What you will do >> Scan the entries for "AccessRow". Every line that holds it is to be copied.

------ Material provided ------

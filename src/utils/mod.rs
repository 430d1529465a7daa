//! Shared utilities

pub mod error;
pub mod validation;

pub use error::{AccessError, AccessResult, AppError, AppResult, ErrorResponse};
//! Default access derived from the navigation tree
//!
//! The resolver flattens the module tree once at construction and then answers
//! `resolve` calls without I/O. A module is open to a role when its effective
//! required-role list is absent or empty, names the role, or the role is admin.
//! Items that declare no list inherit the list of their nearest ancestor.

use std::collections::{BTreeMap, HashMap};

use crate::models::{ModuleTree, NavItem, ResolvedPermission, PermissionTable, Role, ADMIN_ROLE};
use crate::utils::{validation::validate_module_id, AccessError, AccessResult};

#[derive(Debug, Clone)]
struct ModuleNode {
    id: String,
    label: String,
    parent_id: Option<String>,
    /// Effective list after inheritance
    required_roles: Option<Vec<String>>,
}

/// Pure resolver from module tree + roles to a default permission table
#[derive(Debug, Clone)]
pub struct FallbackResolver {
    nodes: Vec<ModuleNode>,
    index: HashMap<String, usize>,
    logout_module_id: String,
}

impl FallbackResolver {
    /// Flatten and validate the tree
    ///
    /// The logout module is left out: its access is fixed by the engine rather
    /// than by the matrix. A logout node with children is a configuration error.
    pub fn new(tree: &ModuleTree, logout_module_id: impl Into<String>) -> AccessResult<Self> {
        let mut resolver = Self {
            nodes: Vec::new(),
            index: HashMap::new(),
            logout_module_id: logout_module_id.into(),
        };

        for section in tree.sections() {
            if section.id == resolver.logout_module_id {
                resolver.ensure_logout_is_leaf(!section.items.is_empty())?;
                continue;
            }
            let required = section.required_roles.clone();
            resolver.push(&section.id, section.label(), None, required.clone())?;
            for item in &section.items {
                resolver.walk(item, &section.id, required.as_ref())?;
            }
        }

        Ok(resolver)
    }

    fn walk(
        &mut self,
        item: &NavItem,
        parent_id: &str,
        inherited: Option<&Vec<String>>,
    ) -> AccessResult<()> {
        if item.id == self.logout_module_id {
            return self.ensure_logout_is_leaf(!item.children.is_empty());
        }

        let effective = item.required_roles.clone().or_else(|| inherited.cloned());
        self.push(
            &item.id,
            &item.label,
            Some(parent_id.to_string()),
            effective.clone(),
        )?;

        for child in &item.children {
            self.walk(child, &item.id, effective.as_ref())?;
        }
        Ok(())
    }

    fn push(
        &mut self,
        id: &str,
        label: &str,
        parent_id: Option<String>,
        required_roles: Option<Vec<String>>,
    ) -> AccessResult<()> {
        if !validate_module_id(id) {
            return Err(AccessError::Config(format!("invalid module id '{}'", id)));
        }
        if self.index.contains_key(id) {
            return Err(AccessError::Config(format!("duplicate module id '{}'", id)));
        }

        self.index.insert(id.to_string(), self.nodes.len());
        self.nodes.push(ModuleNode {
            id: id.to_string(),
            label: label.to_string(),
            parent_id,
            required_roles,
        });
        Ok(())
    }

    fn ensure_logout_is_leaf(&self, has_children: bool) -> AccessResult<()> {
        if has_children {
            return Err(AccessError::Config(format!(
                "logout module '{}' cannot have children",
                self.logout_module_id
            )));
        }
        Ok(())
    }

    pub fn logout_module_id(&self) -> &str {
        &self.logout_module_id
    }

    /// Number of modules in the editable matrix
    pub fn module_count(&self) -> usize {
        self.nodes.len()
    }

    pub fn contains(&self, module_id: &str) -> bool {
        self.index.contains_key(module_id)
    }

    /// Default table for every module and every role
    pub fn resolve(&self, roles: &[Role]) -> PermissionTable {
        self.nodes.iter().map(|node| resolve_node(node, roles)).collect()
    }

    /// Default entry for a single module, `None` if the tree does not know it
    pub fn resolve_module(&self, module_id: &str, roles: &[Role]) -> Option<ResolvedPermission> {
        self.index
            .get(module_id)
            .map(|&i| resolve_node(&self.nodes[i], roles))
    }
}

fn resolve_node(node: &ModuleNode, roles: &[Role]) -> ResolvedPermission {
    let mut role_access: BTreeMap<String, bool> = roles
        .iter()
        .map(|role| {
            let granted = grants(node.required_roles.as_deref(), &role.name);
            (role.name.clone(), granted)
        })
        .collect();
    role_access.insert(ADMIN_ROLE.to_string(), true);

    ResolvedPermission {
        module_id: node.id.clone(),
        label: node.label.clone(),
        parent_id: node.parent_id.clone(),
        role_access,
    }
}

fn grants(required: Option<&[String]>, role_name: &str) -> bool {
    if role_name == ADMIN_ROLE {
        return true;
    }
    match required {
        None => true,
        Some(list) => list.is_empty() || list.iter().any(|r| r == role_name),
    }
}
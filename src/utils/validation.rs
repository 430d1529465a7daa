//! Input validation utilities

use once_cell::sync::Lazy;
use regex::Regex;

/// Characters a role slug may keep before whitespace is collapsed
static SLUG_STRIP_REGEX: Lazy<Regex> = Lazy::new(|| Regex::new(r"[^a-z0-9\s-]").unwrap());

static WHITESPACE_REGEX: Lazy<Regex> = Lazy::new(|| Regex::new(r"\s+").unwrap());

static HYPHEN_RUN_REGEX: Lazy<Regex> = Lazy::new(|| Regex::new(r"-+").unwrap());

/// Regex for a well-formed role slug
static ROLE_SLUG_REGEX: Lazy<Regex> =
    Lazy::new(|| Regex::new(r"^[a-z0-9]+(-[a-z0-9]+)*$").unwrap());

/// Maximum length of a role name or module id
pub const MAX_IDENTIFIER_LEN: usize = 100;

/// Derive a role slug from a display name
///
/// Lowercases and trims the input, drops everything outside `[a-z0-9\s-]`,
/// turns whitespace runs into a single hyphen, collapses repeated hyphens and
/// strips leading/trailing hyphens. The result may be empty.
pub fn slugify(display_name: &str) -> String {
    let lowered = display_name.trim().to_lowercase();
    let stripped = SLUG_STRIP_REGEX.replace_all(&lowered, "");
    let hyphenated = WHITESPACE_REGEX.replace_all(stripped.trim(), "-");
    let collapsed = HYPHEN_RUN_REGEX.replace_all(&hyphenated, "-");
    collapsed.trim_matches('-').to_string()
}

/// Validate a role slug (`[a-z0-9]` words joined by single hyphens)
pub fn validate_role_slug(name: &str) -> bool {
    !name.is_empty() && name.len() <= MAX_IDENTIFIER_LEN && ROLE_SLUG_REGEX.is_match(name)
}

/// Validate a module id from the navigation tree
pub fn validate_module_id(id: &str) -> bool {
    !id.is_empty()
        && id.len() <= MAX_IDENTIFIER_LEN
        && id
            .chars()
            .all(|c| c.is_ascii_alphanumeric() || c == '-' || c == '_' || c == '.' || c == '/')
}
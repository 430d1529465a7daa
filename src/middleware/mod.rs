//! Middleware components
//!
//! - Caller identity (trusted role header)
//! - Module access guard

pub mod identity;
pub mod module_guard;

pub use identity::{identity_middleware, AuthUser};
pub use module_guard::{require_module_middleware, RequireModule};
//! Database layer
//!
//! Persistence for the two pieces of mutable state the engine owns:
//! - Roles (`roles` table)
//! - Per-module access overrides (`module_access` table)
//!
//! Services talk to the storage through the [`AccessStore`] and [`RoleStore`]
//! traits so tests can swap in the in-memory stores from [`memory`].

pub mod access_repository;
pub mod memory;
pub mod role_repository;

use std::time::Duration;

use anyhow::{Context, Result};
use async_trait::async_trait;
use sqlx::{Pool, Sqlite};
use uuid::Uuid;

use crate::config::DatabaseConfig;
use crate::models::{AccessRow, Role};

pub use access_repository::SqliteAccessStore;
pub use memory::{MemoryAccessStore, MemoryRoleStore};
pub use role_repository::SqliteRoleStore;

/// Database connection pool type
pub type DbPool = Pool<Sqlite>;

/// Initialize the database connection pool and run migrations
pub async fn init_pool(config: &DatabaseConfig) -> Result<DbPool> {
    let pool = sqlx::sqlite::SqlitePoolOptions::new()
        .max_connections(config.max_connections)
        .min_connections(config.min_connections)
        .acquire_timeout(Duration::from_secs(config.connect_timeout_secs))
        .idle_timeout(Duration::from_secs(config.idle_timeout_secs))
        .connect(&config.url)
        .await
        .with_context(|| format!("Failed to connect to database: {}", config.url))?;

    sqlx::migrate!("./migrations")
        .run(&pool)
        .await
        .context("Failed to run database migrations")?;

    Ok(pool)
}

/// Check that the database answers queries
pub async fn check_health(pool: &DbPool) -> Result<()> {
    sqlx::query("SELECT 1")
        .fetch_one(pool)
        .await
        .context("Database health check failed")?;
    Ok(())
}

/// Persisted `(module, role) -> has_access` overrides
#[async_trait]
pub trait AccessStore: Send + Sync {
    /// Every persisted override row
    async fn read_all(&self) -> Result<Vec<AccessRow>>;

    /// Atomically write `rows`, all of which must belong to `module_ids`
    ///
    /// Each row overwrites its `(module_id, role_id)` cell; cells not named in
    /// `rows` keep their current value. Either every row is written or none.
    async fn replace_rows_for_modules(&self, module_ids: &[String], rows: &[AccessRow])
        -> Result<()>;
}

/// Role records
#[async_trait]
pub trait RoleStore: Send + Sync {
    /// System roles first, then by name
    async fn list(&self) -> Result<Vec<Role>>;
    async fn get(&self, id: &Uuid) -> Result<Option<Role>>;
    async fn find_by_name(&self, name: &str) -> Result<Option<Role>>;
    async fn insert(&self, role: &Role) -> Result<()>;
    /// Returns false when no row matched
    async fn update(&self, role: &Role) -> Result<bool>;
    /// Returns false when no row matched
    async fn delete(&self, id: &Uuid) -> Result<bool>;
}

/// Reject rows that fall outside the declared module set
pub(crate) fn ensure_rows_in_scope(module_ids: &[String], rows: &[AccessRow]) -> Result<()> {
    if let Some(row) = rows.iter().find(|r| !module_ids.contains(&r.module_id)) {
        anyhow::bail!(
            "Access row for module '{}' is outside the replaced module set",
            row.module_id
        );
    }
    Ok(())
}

------
------ Material provided ------

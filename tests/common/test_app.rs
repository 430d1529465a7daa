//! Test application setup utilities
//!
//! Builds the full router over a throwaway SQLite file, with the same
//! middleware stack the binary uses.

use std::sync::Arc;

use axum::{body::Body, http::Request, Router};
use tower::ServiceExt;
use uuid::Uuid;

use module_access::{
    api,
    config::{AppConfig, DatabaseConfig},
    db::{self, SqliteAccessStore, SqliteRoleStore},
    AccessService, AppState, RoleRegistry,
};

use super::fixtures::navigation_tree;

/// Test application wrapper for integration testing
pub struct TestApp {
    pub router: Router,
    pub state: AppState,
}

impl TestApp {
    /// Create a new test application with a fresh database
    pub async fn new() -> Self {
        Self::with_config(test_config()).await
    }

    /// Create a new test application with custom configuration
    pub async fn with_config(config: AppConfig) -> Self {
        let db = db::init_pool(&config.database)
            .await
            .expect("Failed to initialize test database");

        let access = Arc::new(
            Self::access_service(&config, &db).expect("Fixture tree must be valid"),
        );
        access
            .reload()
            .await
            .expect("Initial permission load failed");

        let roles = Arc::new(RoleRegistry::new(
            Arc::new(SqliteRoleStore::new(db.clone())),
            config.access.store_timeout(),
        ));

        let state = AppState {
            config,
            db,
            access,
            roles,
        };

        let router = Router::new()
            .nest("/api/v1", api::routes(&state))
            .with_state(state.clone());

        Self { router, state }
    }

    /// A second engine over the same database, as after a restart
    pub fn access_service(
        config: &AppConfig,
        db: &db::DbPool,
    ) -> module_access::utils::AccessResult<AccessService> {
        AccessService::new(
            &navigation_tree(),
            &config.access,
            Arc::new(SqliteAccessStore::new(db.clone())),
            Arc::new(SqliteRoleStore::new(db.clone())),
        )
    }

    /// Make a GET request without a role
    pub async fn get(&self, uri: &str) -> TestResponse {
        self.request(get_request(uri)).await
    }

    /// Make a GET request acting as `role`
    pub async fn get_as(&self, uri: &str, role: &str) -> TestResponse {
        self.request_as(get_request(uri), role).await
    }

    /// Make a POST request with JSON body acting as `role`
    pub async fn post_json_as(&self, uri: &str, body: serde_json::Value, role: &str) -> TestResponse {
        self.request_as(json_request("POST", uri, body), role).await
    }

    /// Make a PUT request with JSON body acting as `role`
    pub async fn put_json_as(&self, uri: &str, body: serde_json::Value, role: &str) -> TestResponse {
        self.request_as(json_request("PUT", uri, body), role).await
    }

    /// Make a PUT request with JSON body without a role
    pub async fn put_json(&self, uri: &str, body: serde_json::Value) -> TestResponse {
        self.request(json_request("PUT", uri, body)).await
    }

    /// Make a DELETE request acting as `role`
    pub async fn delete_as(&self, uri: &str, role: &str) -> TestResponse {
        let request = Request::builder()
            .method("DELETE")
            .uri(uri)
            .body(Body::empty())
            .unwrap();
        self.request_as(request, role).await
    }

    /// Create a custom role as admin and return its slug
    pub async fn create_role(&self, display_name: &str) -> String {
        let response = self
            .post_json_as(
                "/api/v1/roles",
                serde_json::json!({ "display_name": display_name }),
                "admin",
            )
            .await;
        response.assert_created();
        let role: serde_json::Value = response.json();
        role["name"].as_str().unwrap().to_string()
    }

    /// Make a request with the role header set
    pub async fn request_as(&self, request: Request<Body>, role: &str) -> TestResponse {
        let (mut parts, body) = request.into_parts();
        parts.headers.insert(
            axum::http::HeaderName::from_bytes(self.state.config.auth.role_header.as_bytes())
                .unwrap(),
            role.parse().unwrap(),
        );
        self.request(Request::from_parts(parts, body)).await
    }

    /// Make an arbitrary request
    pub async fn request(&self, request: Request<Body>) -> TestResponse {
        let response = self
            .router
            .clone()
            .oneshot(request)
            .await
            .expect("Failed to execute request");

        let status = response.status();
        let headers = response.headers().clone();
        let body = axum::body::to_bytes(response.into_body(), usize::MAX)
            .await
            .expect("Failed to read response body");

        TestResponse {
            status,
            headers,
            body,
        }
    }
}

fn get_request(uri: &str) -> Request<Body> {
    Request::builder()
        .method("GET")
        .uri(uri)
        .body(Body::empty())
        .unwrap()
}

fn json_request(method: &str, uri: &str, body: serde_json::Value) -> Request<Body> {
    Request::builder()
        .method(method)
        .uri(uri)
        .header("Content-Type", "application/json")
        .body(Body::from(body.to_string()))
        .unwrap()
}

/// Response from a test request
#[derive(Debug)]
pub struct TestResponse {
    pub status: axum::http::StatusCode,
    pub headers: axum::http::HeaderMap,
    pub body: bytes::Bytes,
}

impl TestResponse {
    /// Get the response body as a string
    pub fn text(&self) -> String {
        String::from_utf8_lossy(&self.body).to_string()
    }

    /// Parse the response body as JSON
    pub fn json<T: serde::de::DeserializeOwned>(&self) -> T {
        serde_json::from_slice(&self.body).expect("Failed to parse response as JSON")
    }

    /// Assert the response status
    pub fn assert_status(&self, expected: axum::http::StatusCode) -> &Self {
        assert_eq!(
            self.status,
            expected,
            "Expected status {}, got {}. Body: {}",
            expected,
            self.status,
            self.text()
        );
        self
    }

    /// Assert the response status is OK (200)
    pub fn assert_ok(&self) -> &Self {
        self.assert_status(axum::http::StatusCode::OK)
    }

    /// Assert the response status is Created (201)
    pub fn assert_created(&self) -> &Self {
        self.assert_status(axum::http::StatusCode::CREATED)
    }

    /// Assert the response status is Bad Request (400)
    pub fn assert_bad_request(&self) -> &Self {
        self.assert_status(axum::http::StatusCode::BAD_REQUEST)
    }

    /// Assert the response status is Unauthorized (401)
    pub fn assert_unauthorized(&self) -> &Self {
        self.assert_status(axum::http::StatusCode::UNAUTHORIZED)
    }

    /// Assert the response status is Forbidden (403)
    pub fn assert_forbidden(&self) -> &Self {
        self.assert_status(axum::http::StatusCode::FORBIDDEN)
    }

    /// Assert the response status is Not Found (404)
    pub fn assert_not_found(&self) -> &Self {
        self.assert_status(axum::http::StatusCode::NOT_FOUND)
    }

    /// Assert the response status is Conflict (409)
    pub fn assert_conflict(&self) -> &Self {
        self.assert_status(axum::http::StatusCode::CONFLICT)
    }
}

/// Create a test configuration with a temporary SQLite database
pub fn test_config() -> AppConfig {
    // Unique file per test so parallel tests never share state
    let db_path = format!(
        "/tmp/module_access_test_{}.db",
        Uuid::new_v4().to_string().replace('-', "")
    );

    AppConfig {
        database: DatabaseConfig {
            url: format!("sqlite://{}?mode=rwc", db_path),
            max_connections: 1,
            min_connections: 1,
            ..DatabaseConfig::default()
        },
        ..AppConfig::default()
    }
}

------

Task result >>
use crate::models::{AccessRow, Role};
    async fn read_all(&self) -> Result<Vec<AccessRow>>;
    async fn replace_rows_for_modules(&self, module_ids: &[String], rows: &[AccessRow])
pub(crate) fn ensure_rows_in_scope(module_ids: &[String], rows: &[AccessRow]) -> Result<()> {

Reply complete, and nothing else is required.